##### Working data
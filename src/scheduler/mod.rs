//! Restart-safe recurring task scheduling.

pub mod persistent;

pub use persistent::{PersistentScheduler, ScheduleState};
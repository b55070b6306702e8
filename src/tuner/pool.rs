//! Admission control over the receiver's tuner slots.
//!
//! The upstream device can only serve a fixed number of concurrent live
//! streams. `TunerPool` owns that counter; request handlers never touch it
//! directly. Denial is a normal outcome (the client gets a busy response),
//! not an error.

use std::sync::atomic::{AtomicBool, AtomicU32, Ordering};
use std::sync::Arc;

use log::{debug, warn};

/// Bounded counter of in-use tuner slots.
///
/// Invariant: `0 <= in_use <= capacity`. The counter only moves through
/// [`TunerPool::try_acquire`] and lease release.
#[derive(Debug)]
pub struct TunerPool {
    capacity: u32,
    in_use: AtomicU32,
}

impl TunerPool {
    /// Create a pool for a device with `capacity` tuners.
    pub fn new(capacity: u32) -> Self {
        Self {
            capacity,
            in_use: AtomicU32::new(0),
        }
    }

    /// Try to claim one tuner slot.
    ///
    /// Returns `None` when all slots are busy. Safe under concurrent
    /// callers: the check-and-increment is a single compare-exchange, so
    /// simultaneous requests can never push `in_use` past `capacity`.
    pub fn try_acquire(self: &Arc<Self>) -> Option<TunerLease> {
        let mut current = self.in_use.load(Ordering::Acquire);
        loop {
            if current >= self.capacity {
                debug!(
                    "Tuner pool busy ({}/{} in use)",
                    current, self.capacity
                );
                return None;
            }
            match self.in_use.compare_exchange_weak(
                current,
                current + 1,
                Ordering::AcqRel,
                Ordering::Acquire,
            ) {
                Ok(_) => {
                    debug!("Tuner acquired ({}/{} in use)", current + 1, self.capacity);
                    return Some(TunerLease {
                        pool: Arc::clone(self),
                        released: AtomicBool::new(false),
                    });
                }
                Err(observed) => current = observed,
            }
        }
    }

    pub fn capacity(&self) -> u32 {
        self.capacity
    }

    pub fn in_use(&self) -> u32 {
        self.in_use.load(Ordering::Acquire)
    }

    fn release_slot(&self) {
        let previous = self.in_use.fetch_sub(1, Ordering::AcqRel);
        if previous == 0 {
            // Only reachable through a bug: every release goes through a
            // lease's single-fire flag.
            warn!("Tuner release with no slots in use; counter restored");
            self.in_use.store(0, Ordering::Release);
        } else {
            debug!("Tuner released ({}/{} in use)", previous - 1, self.capacity);
        }
    }
}

/// One claimed tuner slot.
///
/// A session's client-disconnect and process-exit signals can race; the
/// `released` flag makes sure the slot goes back exactly once no matter
/// how many teardown paths fire. Dropping the lease releases too.
#[derive(Debug)]
pub struct TunerLease {
    pool: Arc<TunerPool>,
    released: AtomicBool,
}

impl TunerLease {
    /// Return the slot to the pool. Idempotent.
    pub fn release(&self) {
        if !self.released.swap(true, Ordering::AcqRel) {
            self.pool.release_slot();
        }
    }
}

impl Drop for TunerLease {
    fn drop(&mut self) {
        self.release();
    }
}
##########
## Requirement
Search the material above for "load". Pull out each line where it shows up.

## Written solution
        let mut current = self.in_use.load(Ordering::Acquire);
        self.in_use.load(Ordering::Acquire)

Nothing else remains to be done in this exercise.